The Colonial Politics of Recognition
At this point, we need to address what rights are at stake in Indigenous rights to self-determination. Returning to the work of Coulthard, we argue that the Canadian state’s implementation of reconciliation operates at the level of affirmative recognition rather than transformative recognition. Following Coulthard, we contend that the fact that capitalism is a settled feature of Canadian social relations by definition precludes a transformative reconciliation of Indigenous-settler nation-to-nation status. Before discussing the failures of recognition in Trudeau’s policy, we briefly detail the key features of Coulthard’s critique of the policy of recognition, in order to distinguish between what he calls (following Nancy Fraser) ‘affirmative’ and ‘transformative’ forms of recognition. Then, we address his appropriation of Fanon to show how Canadian policies of recognition will necessarily remain, as long as questions of economy are settled, culturally affirmative rather than transformative.
Coulthard distinguishes between three types of practices: affirmative recognition, transformative recognition, and what we call transformative politics. The first two he adopts from the work of Nancy Fraser, and they operate as key terms in the critique of recognition:
‘transformative’ models of redistribution are those that aspire to correct unjust distributions of power and resources at their source, whereas ‘affirmative’ strategies, by contrast, strive to alter or modify the second-order effects of these first-order root causes (Coulthard 2014: 19).
For our purposes, we treat transformative and affirmative practices according to their scope: transformative practices recognize the cultural, political, and economic roots of Indigenous dispossession whereas affirmative practices presume that the Canadian settler economy is normative and settled while attempting to redress some degree of Indigenous self-government and cultural renewal. Like Coulthard, we believe that concrete Indigenous resurgence and the implementation of nation-to-nation status requires transformative measures. This puts our analysis at odds with the prominent Canadian philosopher Charles Taylor, who—as Coulthard argues—remains within the affirmative paradigm. Taylor’s approach largely focuses on the recognition of ‘disparaged identities,’ redressing injustices through granting cultural rights, a degree of self-government, and land claims packages. As a result, though, Taylor does not address the social structures—the capitalist economy, gendered and racial hierarchies, and state power—that produce the inequalities that necessitate redistribution and redress (Coulthard 2014: 34–35).
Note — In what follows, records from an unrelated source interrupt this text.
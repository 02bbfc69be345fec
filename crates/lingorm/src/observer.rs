//! Change tracking of individual object properties.
//!
//! The observer keeps a baseline value per (object, property) and tells
//! whether the current value still equals it. Entries are keyed by
//! [`ObjectId`] and never keep the objects alive; whoever owns the observer
//! (typically one unit of work) calls [`PropertyObserver::remove`] when an
//! object is detached and [`PropertyObserver::clear`] when the unit of work
//! ends.

use std::collections::HashMap;

use dashmap::DashMap;
use tracing::trace;

use crate::access::{Entity, ObjectId, PropertyAccess};
use crate::error::{Error, Result};
use crate::value::Value;

/// Ledger of last-known property values.
#[derive(Debug, Default)]
pub struct PropertyObserver {
    saved: DashMap<ObjectId, HashMap<String, Value>>,
}

impl PropertyObserver {
    /// Create an empty observer.
    pub fn new() -> Self {
        Self::default()
    }

    /// Read the current value of `property` and store it as the baseline.
    pub fn save_value(&self, object: &dyn Entity, property: &str) -> Result<()> {
        let value = object.get_property(property)?;
        self.set_value(object, property, value);
        Ok(())
    }

    /// Store `value` as the baseline of `property` without reading the object.
    pub fn set_value(&self, object: &dyn Entity, property: &str, value: Value) {
        trace!(object = %object.object_id(), property, "saving property baseline");
        self.saved
            .entry(object.object_id())
            .or_default()
            .insert(property.to_string(), value);
    }

    /// Check if a baseline exists for `property`.
    pub fn has_saved_value(&self, object: &dyn Entity, property: &str) -> bool {
        self.saved
            .get(&object.object_id())
            .map(|values| values.contains_key(property))
            .unwrap_or(false)
    }

    /// The baseline of `property`.
    ///
    /// A baseline saved as null is returned as [`Value::Null`]; a missing one
    /// is an error.
    pub fn saved_value(&self, object: &dyn Entity, property: &str) -> Result<Value> {
        self.saved
            .get(&object.object_id())
            .and_then(|values| values.get(property).cloned())
            .ok_or_else(|| Error::UnknownProperty {
                object: object.object_id(),
                property: property.to_string(),
            })
    }

    /// Compare the current value of `property` with its baseline.
    ///
    /// Without a baseline this fails, unless `treat_missing_as_null` is set:
    /// then the property counts as changed when its current value is not
    /// empty.
    pub fn has_changed_value(
        &self,
        object: &dyn Entity,
        property: &str,
        treat_missing_as_null: bool,
    ) -> Result<bool> {
        let current = object.get_property(property)?;

        match self.saved_value(object, property) {
            Ok(saved) => Ok(saved != current),
            Err(Error::UnknownProperty { .. }) if treat_missing_as_null => Ok(!current.is_empty()),
            Err(e) => Err(e),
        }
    }

    /// Forget every baseline of `object`.
    pub fn remove(&self, object: &dyn Entity) {
        self.remove_object_id(object.object_id());
    }

    /// Forget every baseline of the object with identity `id`.
    pub fn remove_object_id(&self, id: ObjectId) {
        self.saved.remove(&id);
    }

    /// Forget everything.
    pub fn clear(&self) {
        self.saved.clear();
    }

    /// Number of objects with at least one baseline.
    pub fn tracked_objects(&self) -> usize {
        self.saved.len()
    }
}
//! Extended class metadata: a generic per-class store and the typed
//! translatable and uploadable models built on it.

mod class;
mod factory;
mod translatable;
mod uploadable;

pub use class::{ClassMetadata, ExtendedMetadata};
pub use factory::MetadataFactory;
pub use translatable::{TranslatableClassMetadata, TranslationAssociationMetadata};
pub use uploadable::{UploadableClassMetadata, UploadableProperty};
But Fraser’s work also remains problematic. For this reason, we’ve drawn a distinction between transformative recognition and transformative politics. Despite focusing on transformative problems that address ‘institutional patterns of value,’ Fraser (as she herself concedes) nonetheless normalizes the settler-state framework as the instrument of recognition and redistribution. Indigenous assertions of nationhood challenge both the settler-state’s claim to sovereignty over Indigenous peoples (that is, exclusive settler-Canadian sovereignty over a so-called nation-to-nation relationship between settlers and Indigenous peoples) and the normative status of the state-form as a model of governance (Coulthard 2014: 36). The difference, then, between transformative politics and transformative recognition rests on the different concepts of the relation between political agency and social change. Transformative models of recognition remain trapped in the settler-state paradigm—the state is the presumed instrument of redistribution, but the general structures of the state remain undisturbed. By contrast, transformative politics entails practicing Indigenous self-empowerment.
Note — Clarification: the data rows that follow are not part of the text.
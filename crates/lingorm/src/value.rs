//! Runtime property values.

use std::fmt;
use std::sync::Arc;

use crate::access::{same_entity, EntityHandle, ObjectId};

/// A property value read from or written to an entity, or bound to a query
/// parameter.
///
/// Comparison is structural per kind: collections compare by contents, entity
/// references by identity. There is no coercion between kinds, so
/// `Int(1) != Float(1.0)`.
#[derive(Debug, Clone, PartialEq)]
pub enum Value {
    /// Null value.
    Null,
    /// Boolean value.
    Bool(bool),
    /// Signed integer.
    Int(i64),
    /// Floating point number.
    Float(f64),
    /// UTF-8 string.
    String(String),
    /// Binary data.
    Bytes(Vec<u8>),
    /// Reference to another managed object.
    Entity(EntityRef),
    /// Ordered collection of values (collection-valued properties, lists of
    /// candidate values in predicates).
    Collection(Vec<Value>),
}

impl Value {
    /// An empty collection.
    pub fn empty_collection() -> Self {
        Value::Collection(Vec::new())
    }

    /// Check if this value is null.
    pub fn is_null(&self) -> bool {
        matches!(self, Value::Null)
    }

    /// Null or a zero-length collection.
    pub fn is_empty(&self) -> bool {
        match self {
            Value::Null => true,
            Value::Collection(items) => items.is_empty(),
            _ => false,
        }
    }

    /// Check if this value is a collection.
    pub fn is_collection(&self) -> bool {
        matches!(self, Value::Collection(_))
    }

    /// Check if this value references an entity.
    pub fn is_entity(&self) -> bool {
        matches!(self, Value::Entity(_))
    }

    /// Scalars are everything but null, entity references and collections.
    pub fn is_scalar(&self) -> bool {
        !matches!(
            self,
            Value::Null | Value::Entity(_) | Value::Collection(_)
        )
    }

    /// Try to get as bool.
    pub fn as_bool(&self) -> Option<bool> {
        match self {
            Value::Bool(b) => Some(*b),
            _ => None,
        }
    }

    /// Try to get as i64.
    pub fn as_i64(&self) -> Option<i64> {
        match self {
            Value::Int(i) => Some(*i),
            _ => None,
        }
    }

    /// Try to get as f64.
    pub fn as_f64(&self) -> Option<f64> {
        match self {
            Value::Float(f) => Some(*f),
            _ => None,
        }
    }

    /// Try to get as string reference.
    pub fn as_str(&self) -> Option<&str> {
        match self {
            Value::String(s) => Some(s),
            _ => None,
        }
    }

    /// Try to get as bytes reference.
    pub fn as_bytes(&self) -> Option<&[u8]> {
        match self {
            Value::Bytes(b) => Some(b),
            _ => None,
        }
    }

    /// Try to get as entity reference.
    pub fn as_entity(&self) -> Option<&EntityRef> {
        match self {
            Value::Entity(e) => Some(e),
            _ => None,
        }
    }

    /// Try to get the items of a collection.
    pub fn as_collection(&self) -> Option<&[Value]> {
        match self {
            Value::Collection(items) => Some(items),
            _ => None,
        }
    }
}

/// Identity-compared reference to a managed object.
#[derive(Clone)]
pub struct EntityRef {
    id: ObjectId,
    class_name: Arc<str>,
    handle: EntityHandle,
}

impl EntityRef {
    /// Reference the object behind a handle.
    ///
    /// Briefly takes a read lock to capture class name and identity.
    pub fn new(handle: EntityHandle) -> Self {
        let (id, class_name) = {
            let entity = handle.read();
            (entity.object_id(), Arc::<str>::from(entity.class_name()))
        };
        Self {
            id,
            class_name,
            handle,
        }
    }

    /// Identity of the referenced object.
    pub fn id(&self) -> ObjectId {
        self.id
    }

    /// Class of the referenced object.
    pub fn class_name(&self) -> &str {
        &self.class_name
    }

    /// Shared handle to the referenced object.
    pub fn handle(&self) -> &EntityHandle {
        &self.handle
    }

    /// Check whether this reference points at the object behind `handle`.
    pub fn refers_to(&self, handle: &EntityHandle) -> bool {
        same_entity(&self.handle, handle)
    }
}

impl PartialEq for EntityRef {
    fn eq(&self, other: &Self) -> bool {
        self.id == other.id
    }
}

impl fmt::Debug for EntityRef {
    fn fmt(&self, f: &mut fmt::Formatter<'_>) -> fmt::Result {
        f.debug_struct("EntityRef")
            .field("class", &self.class_name)
            .field("id", &self.id)
            .finish()
    }
}

// Conversion implementations
impl From<bool> for Value {
    fn from(v: bool) -> Self {
        Value::Bool(v)
    }
}

impl From<i32> for Value {
    fn from(v: i32) -> Self {
        Value::Int(v as i64)
    }
}

impl From<i64> for Value {
    fn from(v: i64) -> Self {
        Value::Int(v)
    }
}

impl From<f64> for Value {
    fn from(v: f64) -> Self {
        Value::Float(v)
    }
}

impl From<String> for Value {
    fn from(v: String) -> Self {
        Value::String(v)
    }
}

impl From<&str> for Value {
    fn from(v: &str) -> Self {
        Value::String(v.to_string())
    }
}

impl From<EntityRef> for Value {
    fn from(v: EntityRef) -> Self {
        Value::Entity(v)
    }
}

impl From<EntityHandle> for Value {
    fn from(v: EntityHandle) -> Self {
        Value::Entity(EntityRef::new(v))
    }
}

impl From<&EntityHandle> for Value {
    fn from(v: &EntityHandle) -> Self {
        Value::Entity(EntityRef::new(v.clone()))
    }
}

impl From<Vec<Value>> for Value {
    fn from(v: Vec<Value>) -> Self {
        Value::Collection(v)
    }
}

impl<T: Into<Value>> From<Option<T>> for Value {
    fn from(v: Option<T>) -> Self {
        match v {
            Some(val) => val.into(),
            None => Value::Null,
        }
    }
}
Drawing upon the work of Frantz Fanon, Coulthard argues that Indigenous self-empowerment requires both subjective and objective transformative practices. The Canadian settler-colonial project implemented both the objective dispossession of Indigenous political power and the perpetuation of what Leanne Betasamosake Simpson refers to as ‘cognitive imperialism.’ In the subjective sense, Indigenous self-empowerment requires dismantling ‘cognitive imperialism’: the construction of settler-centred history which asserts that before colonialism, Indigenous peoples lacked a civilization of our/their own (See Note). As Simpson writes, ‘cognitive imperialism’ perpetuates ‘the idea that Indigenous Peoples were not, and are not, thinking peoples—an insidious mechanism to promote neo-assimilation and obfuscate the historical atrocities of colonialism’ (Simpson 2011: 32). Concomitantly, Indigenous self-empowerment necessitates both the restoration of economic and political power, and a revaluation of colonial values; the colonized must reestablish ourselves/themselves as ‘creators of the terms, values, and conditions by which they are to be recognized’ (Coulthard 2014: 39).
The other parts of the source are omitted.